* _Your assignment_
The answer must consist of every record below, transcribed exactly.

********************

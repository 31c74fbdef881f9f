use sea_orm::entity::prelude::*;
use serde::{Deserialize, Serialize};

#[derive(Clone, Debug, PartialEq, Eq, DeriveEntityModel, Serialize, Deserialize)]
#[sea_orm(table_name = "service_tickets")]
pub struct Model {
    #[sea_orm(primary_key, auto_increment = false)]
    pub id: Uuid,
    pub device_id: Uuid,
    /// Requesting user
    pub user_id: Uuid,
    pub description: String,
    pub urgency: String,
    pub scheduled_date: Option<Date>,
    pub created_at: DateTimeWithTimeZone,
}

#[derive(Copy, Clone, Debug, EnumIter, DeriveRelation)]
pub enum Relation {
    #[sea_orm(
        belongs_to = "super::devices::Entity",
        from = "Column::DeviceId",
        to = "super::devices::Column::Id"
    )]
    Device,
}

impl Related<super::devices::Entity> for Entity {
    fn to() -> RelationDef {
        Relation::Device.def()
    }
}

impl ActiveModelBehavior for ActiveModel {}
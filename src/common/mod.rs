mod extract;
mod identity;
mod state;

pub use extract::{ApiJson, ApiPath, ApiQuery};
pub use identity::CallerIdentity;
pub use state::AppState;
mod handlers;
mod types;

pub use handlers::{get_latest_report, list_reports};
pub use types::{ReportResponse, ReportsListResponse, ReportsQuery};

// Re-export utoipa path structs for OpenAPI documentation
pub use handlers::{__path_get_latest_report, __path_list_reports};
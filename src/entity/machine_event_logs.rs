use sea_orm::entity::prelude::*;
use serde::{Deserialize, Serialize};

#[derive(Clone, Debug, PartialEq, Eq, DeriveEntityModel, Serialize, Deserialize)]
#[sea_orm(table_name = "machine_event_logs")]
pub struct Model {
    #[sea_orm(primary_key, auto_increment = false)]
    pub id: Uuid,
    pub device_id: Uuid,
    pub event_type: String,
    pub message: String,
    pub severity: Option<String>,
    pub occurred_at: DateTimeWithTimeZone,
}

#[derive(Copy, Clone, Debug, EnumIter, DeriveRelation)]
pub enum Relation {
    #[sea_orm(
        belongs_to = "super::devices::Entity",
        from = "Column::DeviceId",
        to = "super::devices::Column::Id"
    )]
    Device,
}

impl Related<super::devices::Entity> for Entity {
    fn to() -> RelationDef {
        Relation::Device.def()
    }
}

impl ActiveModelBehavior for ActiveModel {}
pub use sea_orm_migration::prelude::*;

mod m20260201_000001_init;

pub struct Migrator;

#[async_trait::async_trait]
impl MigratorTrait for Migrator {
    fn migrations() -> Vec<Box<dyn MigrationTrait>> {
        vec![Box::new(m20260201_000001_init::Migration)]
    }
}
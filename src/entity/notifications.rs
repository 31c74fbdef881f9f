use sea_orm::entity::prelude::*;
use serde::{Deserialize, Serialize};

#[derive(Clone, Debug, PartialEq, Eq, DeriveEntityModel, Serialize, Deserialize)]
#[sea_orm(table_name = "notifications")]
pub struct Model {
    #[sea_orm(primary_key, auto_increment = false)]
    pub id: Uuid,
    pub user_id: Uuid,
    #[sea_orm(column_name = "type")]
    pub notification_type: String,
    pub title: String,
    pub message: String,
    pub is_read: bool,
    pub created_at: DateTimeWithTimeZone,
}

#[derive(Copy, Clone, Debug, EnumIter, DeriveRelation)]
pub enum Relation {}

impl ActiveModelBehavior for ActiveModel {}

********************

* _Finished exercise_
repository 31c74fbdef881f9f
use sea_orm::entity::prelude::*;
use serde::{Deserialize, Serialize};

#[derive(Clone, Debug, PartialEq, Eq, DeriveEntityModel, Serialize, Deserialize)]
#[sea_orm(table_name = "service_tickets")]
pub struct Model {
    #[sea_orm(primary_key, auto_increment = false)]
    pub id: Uuid,
    pub device_id: Uuid,
    /// Requesting user
    pub user_id: Uuid,
    pub description: String,
    pub urgency: String,
    pub scheduled_date: Option<Date>,
    pub created_at: DateTimeWithTimeZone,
}

#[derive(Copy, Clone, Debug, EnumIter, DeriveRelation)]
pub enum Relation {
    #[sea_orm(
        belongs_to = "super::devices::Entity",
        from = "Column::DeviceId",
        to = "super::devices::Column::Id"
    )]
    Device,
}

impl Related<super::devices::Entity> for Entity {
    fn to() -> RelationDef {
        Relation::Device.def()
    }
}

impl ActiveModelBehavior for ActiveModel {}
filename src/common/mod.rs
mod extract;
mod identity;
mod state;

pub use extract::{ApiJson, ApiPath, ApiQuery};
pub use identity::CallerIdentity;
pub use state::AppState;
mod handlers;
mod types;

pub use handlers::{get_latest_report, list_reports};
pub use types::{ReportResponse, ReportsListResponse, ReportsQuery};

// Re-export utoipa path structs for OpenAPI documentation
pub use handlers::{__path_get_latest_report, __path_list_reports};
filename src/entity/machine_event_logs.rs
use sea_orm::entity::prelude::*;
use serde::{Deserialize, Serialize};

#[derive(Clone, Debug, PartialEq, Eq, DeriveEntityModel, Serialize, Deserialize)]
#[sea_orm(table_name = "machine_event_logs")]
pub struct Model {
    #[sea_orm(primary_key, auto_increment = false)]
    pub id: Uuid,
    pub device_id: Uuid,
    pub event_type: String,
    pub message: String,
    pub severity: Option<String>,
    pub occurred_at: DateTimeWithTimeZone,
}

#[derive(Copy, Clone, Debug, EnumIter, DeriveRelation)]
pub enum Relation {
    #[sea_orm(
        belongs_to = "super::devices::Entity",
        from = "Column::DeviceId",
        to = "super::devices::Column::Id"
    )]
    Device,
}

impl Related<super::devices::Entity> for Entity {
    fn to() -> RelationDef {
        Relation::Device.def()
    }
}

impl ActiveModelBehavior for ActiveModel {}
pub use sea_orm_migration::prelude::*;

mod m20260201_000001_init;

pub struct Migrator;

#[async_trait::async_trait]
impl MigratorTrait for Migrator {
    fn migrations() -> Vec<Box<dyn MigrationTrait>> {
        vec![Box::new(m20260201_000001_init::Migration)]
    }
}
filename src/entity/notifications.rs
repository 31c74fbdef881f9f
use sea_orm::entity::prelude::*;
use serde::{Deserialize, Serialize};

#[derive(Clone, Debug, PartialEq, Eq, DeriveEntityModel, Serialize, Deserialize)]
#[sea_orm(table_name = "notifications")]
pub struct Model {
    #[sea_orm(primary_key, auto_increment = false)]
    pub id: Uuid,
    pub user_id: Uuid,
    #[sea_orm(column_name = "type")]
    pub notification_type: String,
    pub title: String,
    pub message: String,
    pub is_read: bool,
    pub created_at: DateTimeWithTimeZone,
}

#[derive(Copy, Clone, Debug, EnumIter, DeriveRelation)]
pub enum Relation {}

impl ActiveModelBehavior for ActiveModel {}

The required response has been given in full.